Sprint Promises 180Mbit/s 'Peaks' in 2015
CHICAGO -- Light Reading's Big Telecom Event 2014 -- Sprint sparked up the morning keynote of Light Reading's largest-ever event with a tale of how it will up its LTE speeds in US cities through 2015.
Jay Bluhm, vice president of network development and engineering for Sprint Corp. (NYSE: S), kicked off Day 2 of BTE with a rundown of the carrier's ongoing 3G and 4G updates with Network Vision and Spark. Bonding radio channels with carrier aggregation through LTE Advanced is at the basis of the Spark update, but Sprint takes it further with software upgrades, multiple antennas (MIMO), and updated radio technology at the cellsite, alongside tri-band MIMO rollouts on the device side.
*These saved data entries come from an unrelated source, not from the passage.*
//! # REST API for the Zoho Books connection
//!
//! Drives the OAuth authorization-code flow: hand out the consent URL,
//! accept the redirect with the code, report and drop the connection.
//! A callback whose `state` does not match the pending attempt is refused
//! with 400 before any code exchange.

use axum::{
    extract::{Query, State},
    http::StatusCode,
    response::{IntoResponse, Json},
};
use log::{error, info, warn};
use serde::{Deserialize, Serialize};
use shared::ApiMessage;

use super::failure;
use crate::backend::io::clients::zoho::ZohoError;
use crate::backend::AppState;

#[derive(Debug, Serialize)]
#[serde(rename_all = "camelCase")]
pub struct ZohoStatusResponse {
    pub configured: bool,
    pub connected: bool,
}

#[derive(Debug, Serialize)]
#[serde(rename_all = "camelCase")]
pub struct AuthorizeResponse {
    pub authorization_url: String,
    pub state: String,
}

#[derive(Debug, Deserialize)]
pub struct CallbackParams {
    pub code: Option<String>,
    pub state: Option<String>,
    pub error: Option<String>,
}

fn zoho_failure(error: &ZohoError) -> axum::response::Response {
    let status = match error {
        ZohoError::NotConfigured(_) => StatusCode::SERVICE_UNAVAILABLE,
        ZohoError::NotAuthorized => StatusCode::UNAUTHORIZED,
        ZohoError::InvalidState(_) => StatusCode::BAD_REQUEST,
        ZohoError::Storage(_) => StatusCode::INTERNAL_SERVER_ERROR,
        _ => StatusCode::BAD_GATEWAY,
    };
    failure(status, error.to_string())
}

pub async fn zoho_status(State(state): State<AppState>) -> impl IntoResponse {
    info!("GET /api/zoho/status");

    let connected = match state.zoho_client.stored_tokens() {
        Ok(tokens) => tokens.is_some(),
        Err(e) => {
            warn!("Could not read Zoho tokens: {}", e);
            false
        }
    };
    Json(ZohoStatusResponse { configured: state.zoho_client.is_configured(), connected })
}

pub async fn zoho_authorize(State(state): State<AppState>) -> impl IntoResponse {
    info!("GET /api/zoho/authorize");

    match state.zoho_client.begin_authorization() {
        Ok((url, oauth_state)) => {
            (StatusCode::OK, Json(AuthorizeResponse { authorization_url: url, state: oauth_state })).into_response()
        }
        Err(e) => {
            error!("Failed to build Zoho authorization URL: {}", e);
            zoho_failure(&e)
        }
    }
}

/// OAuth redirect target
pub async fn zoho_callback(State(state): State<AppState>, Query(params): Query<CallbackParams>) -> impl IntoResponse {
    info!("GET /api/zoho/callback");

    if let Some(error) = params.error {
        warn!("Zoho authorization was declined: {}", error);
        return failure(StatusCode::BAD_REQUEST, format!("Authorization declined: {}", error));
    }
    let Some(code) = params.code.filter(|c| !c.trim().is_empty()) else {
        return failure(StatusCode::BAD_REQUEST, "Missing authorization code");
    };

    match state.zoho_client.complete_authorization(&code, params.state.as_deref()).await {
        Ok(_) => (StatusCode::OK, Json(ApiMessage::ok("Zoho Books connected"))).into_response(),
        Err(e @ ZohoError::InvalidState(_)) => {
            warn!("Refusing Zoho callback: {}", e);
            zoho_failure(&e)
        }
        Err(e) => {
            error!("Zoho code exchange failed: {}", e);
            zoho_failure(&e)
        }
    }
}

pub async fn zoho_disconnect(State(state): State<AppState>) -> impl IntoResponse {
    info!("POST /api/zoho/disconnect");

    match state.zoho_client.disconnect() {
        Ok(()) => (StatusCode::OK, Json(ApiMessage::ok("Zoho Books disconnected"))).into_response(),
        Err(e) => {
            error!("Failed to disconnect Zoho Books: {}", e);
            zoho_failure(&e)
        }
    }
}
"By 2015 you're going see these peak speeds of 180 Mbit/s, where you're getting peak speeds of 60 Mbit/s today," Bluhm told the audience. (See Sprint's Spark: It's Fast but No Multi-Tasker.)
At the very heart of the Spark upgrade is 1,900 MHz, 800 MHz, and 2.5 GHz tri-band LTE support: 1,900 MHz is the workhorse frequency that gives Sprint widespread outdoor coverage; 800 MHz provides better indoor coverage and improved range; while the 2.5 GHz channel is the racehorse, providing peak speeds in urban areas. (See Igniting the Future: Sprint Spark.)
8T8R? Come again?
Multiple antenna arrays combined with eight-transmit/eight-receive (8T8R) radios at the cellsite will boost the range and speed of the LTE TDD 2.5 GHz element of Sprint's Spark offering. Sprint has said previously that it will start deploying that technology around the middle of this year. (See Defining 4G: What the Heck Is LTE TDD?)
8T8R is a term that we are all likely to see more of soon. Current cellular design typically uses two transmit and receive paths -- 8T8R has eight. 8T8R enables wide-range "beamforming," which means that the operator can direct a beam to a specific user's device, improving the speed, range, and signal-to-noise characteristics of the transmission. (See Sprint: LTE TDD Speed Boost Coming Soon.)
Long-time readers will remember that these concepts were originally tried out with WiFi, way back in 2002. They were also floated as a WiMax booster, but LTE overtook that specification as the preferred 4G technology. (See Vivato Switches Sides.)
8T8R has become possible for cellular because the technology has shrunk enough that a multi-element antenna array and a remote radio head (RRH) can be installed to support 8T8R at a cellsite. For instance, Alcatel-Lucent (NYSE: ALU) writes that its "RRH on band 41 [2.5 GHz] supports up to 160 W total (8 times 20 W) and up to 120 MHz of aggregated carrier bandwidth to fit with Sprint large TDD bandwidth and capacity needs." (See What the [Bleep] Is Fronthaul? for more on what RRHs are.)
Beamforming and vastly increased transmit and receive paths will likely eventually become part of the 5G specification, too. (See DoCoMo Unveils 5G Trial Plans.)
Don't forget that MIMO and multiple frequencies will also require bigger antenna arrays and tri-band support at the device for best performance. Bluhm notes that Sprint already has a raft of tri-band devices available as it deploys Spark upgrades in major US cities. (See Fanning Sprint's Spark in NYC.)
Sprint has access to up to 120 MHz of 2.5 GHz TDD spectrum in 100 major markets, Bluhm says. This means that it is planning to hit three-channel radio carrier aggregation on that frequency in 2015.
Carrier aggregation in the LTE Advanced specification (3GGP Release 10 and beyond) is at the root of Sprint's Spark advance, Bluhm says, but the operator will take it further with software updates and device support. "The infrastructure we're deploying is capable of supporting three carriers, which will get you 180 Mbit/s peaks."